Anasayfa Atlas Rotaları Yeşil rota: Trenle Batı Karadeniz

Yeşil rota: Trenle Batı Karadeniz

Meltem

Trenle Batı Karadeniz turu nasıl yapılır? İstanbul çıkışlı trenle Batı Karadeniz turu şu sıralar oldukça popüler. Rotanın ilk durak noktaları Filyos, Zonguldak, Yeşilyenice, Karabük’te gezilecek yerler Atlas Kasım 2019 arşivinden:

Etkileyici bir karışım: Issız kumsallar, kömür yüklü katarlar, dev ağaçlar, Yörük köyleri ve Karadeniz’in kumlara gömülmemiş tek antik şehri… Zonguldak ve Karabük sınırlarında, Batı Karadeniz hattındaki Yeşil Rota’nın vaatleri sadece nostalji değil, bolca da sürpriz içeriyor.

Yazı: Özlem NUMANOĞLU

Atlas dergisinin Mart 1995 sayısının kapağında, Yenice Ormanları’ndaki bir demiryolu köprüsünden geçen bir kömür katarının fotoğrafı vardı. Sonbahar giysisini kuşanmış o rengârenk ormanın ve kırmızı trenin görüntüsü daha lisede aklıma kazınmış. Çeyrek yüzyıl sonra, otoban kenarından o beton kemerli köprüye bakıyorum; adı Balıkısık. Hâlâ hatırladığım kadar güzel. Daha da güzeli, o büyülü Süha Derbent fotoğrafındaki gibi üzerinden hâlâ trenler geçiyor.

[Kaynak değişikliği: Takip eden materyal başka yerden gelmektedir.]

//! Variable table, fixed-variable set and display renames.

use serde::{Deserialize, Serialize};
use std::collections::{HashMap, HashSet};

/// Names pre-declared in every scope. They are never reported as free variables.
pub const BUILTIN_CONSTANTS: [(&str, f64); 2] =
    [("pi", std::f64::consts::PI), ("e", std::f64::consts::E)];

pub fn is_builtin_constant(name: &str) -> bool {
    BUILTIN_CONSTANTS.iter().any(|(constant, _)| *constant == name)
}

/// Variable values keyed by lower-cased name.
///
/// Declaration does no validation; the owning expression checks names first.
#[derive(Debug, Clone, PartialEq, Serialize, Deserialize)]
pub struct Scope {
    values: HashMap<String, f64>,
    /// Declaration order
    order: Vec<String>,
    fixed: HashSet<String>,
    renames: HashMap<String, String>,
}

impl Default for Scope {
    fn default() -> Self {
        Self::new()
    }
}

impl Scope {
    /// A scope holding only the built-in constants.
    pub fn new() -> Self {
        let mut scope = Self {
            values: HashMap::new(),
            order: Vec::new(),
            fixed: HashSet::new(),
            renames: HashMap::new(),
        };
        for (name, value) in BUILTIN_CONSTANTS {
            scope.declare(name, value);
        }
        scope
    }

    /// Declare or overwrite a variable. Resets its display name to itself.
    pub fn declare(&mut self, name: &str, value: f64) {
        let key = name.to_lowercase();
        if self.values.insert(key.clone(), value).is_none() {
            self.order.push(key.clone());
        }
        self.renames.insert(key.clone(), key);
    }

    pub fn mark_fixed(&mut self, name: &str) {
        self.fixed.insert(name.to_lowercase());
    }

    pub fn rename(&mut self, name: &str, display: &str) {
        self.renames.insert(name.to_lowercase(), display.to_string());
    }

    pub fn value(&self, name: &str) -> Option<f64> {
        self.values.get(&name.to_lowercase()).copied()
    }

    pub fn contains(&self, name: &str) -> bool {
        self.values.contains_key(&name.to_lowercase())
    }

    pub fn is_fixed(&self, name: &str) -> bool {
        self.fixed.contains(&name.to_lowercase())
    }

    pub fn display_name(&self, name: &str) -> Option<&str> {
        self.renames.get(&name.to_lowercase()).map(String::as_str)
    }

    /// Declared names in declaration order, built-in constants first.
    pub fn names(&self) -> impl Iterator<Item = &str> {
        self.order.iter().map(String::as_str)
    }

    pub fn len(&self) -> usize {
        self.order.len()
    }

    pub fn is_empty(&self) -> bool {
        self.order.is_empty()
    }
}

#[cfg(test)]
mod scope_tests {
    use super::*;

    #[test]
    fn test_new_scope_has_constants() {
        let scope = Scope::new();
        assert_eq!(scope.value("pi"), Some(std::f64::consts::PI));
        assert_eq!(scope.value("E"), Some(std::f64::consts::E));
        assert_eq!(scope.names().collect::<Vec<_>>(), vec!["pi", "e"]);
    }

    #[test]
    fn test_declare_is_case_insensitive() {
        let mut scope = Scope::new();
        scope.declare("Width", 4.0);
        assert_eq!(scope.value("width"), Some(4.0));
        assert_eq!(scope.value("WIDTH"), Some(4.0));
        assert!(scope.contains("wIdTh"));
    }

    #[test]
    fn test_redeclare_overwrites_and_resets_rename() {
        let mut scope = Scope::new();
        scope.declare("x", 1.0);
        scope.rename("x", "length");
        assert_eq!(scope.display_name("x"), Some("length"));

        scope.declare("X", 2.0);
        assert_eq!(scope.value("x"), Some(2.0));
        assert_eq!(scope.display_name("x"), Some("x"));
        assert_eq!(scope.len(), 3);
    }

    #[test]
    fn test_rename_of_undeclared_name() {
        let mut scope = Scope::new();
        scope.rename("ghost", "spirit");
        assert_eq!(scope.display_name("ghost"), Some("spirit"));
        assert!(!scope.contains("ghost"));
    }

    #[test]
    fn test_fixed_membership() {
        let mut scope = Scope::new();
        scope.declare("y", 5.0);
        assert!(!scope.is_fixed("y"));
        scope.mark_fixed("Y");
        assert!(scope.is_fixed("y"));
    }

    #[test]
    fn test_builtin_constant_check() {
        assert!(is_builtin_constant("pi"));
        assert!(is_builtin_constant("e"));
        assert!(!is_builtin_constant("x"));
    }

    #[test]
    fn test_serialization_round_trip() {
        let mut scope = Scope::new();
        scope.declare("x", 5.0);
        scope.mark_fixed("x");
        scope.rename("x", "span");

        let json = serde_json::to_string(&scope).unwrap();
        let restored: Scope = serde_json::from_str(&json).unwrap();
        assert_eq!(restored.value("x"), Some(5.0));
        assert!(restored.is_fixed("x"));
        assert_eq!(restored.display_name("x"), Some("span"));
        assert_eq!(restored.names().collect::<Vec<_>>(), vec!["pi", "e", "x"]);
    }
}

Sis örtüsü altında Yenice ormanları. Fotoğraf: Aşkın Uzunkara

ZONGULDAK, BARTIN VE KARABÜK

Demiryolu bölgenin vazgeçilmezi, çünkü Türkiye’nin yegâne taşkömürü havzası, günümüzdeki sınırlarıyla Zonguldak, Bartın ve Karabük’ü kapsıyor. Bu havzada köstebek yuvasını andıran maden ocakları yerin derinliklerine iniyor, maden işçileri bu ışıksız dünyada kanla başla mesleklerini icra ediyor. Kömür 200 yıl önce bölgenin yazgısını değiştirmeye başlıyor. Enerji ve ardından demir sanayiindeki gelişmeler Cumhuriyet döneminde de artarak devam ediyor.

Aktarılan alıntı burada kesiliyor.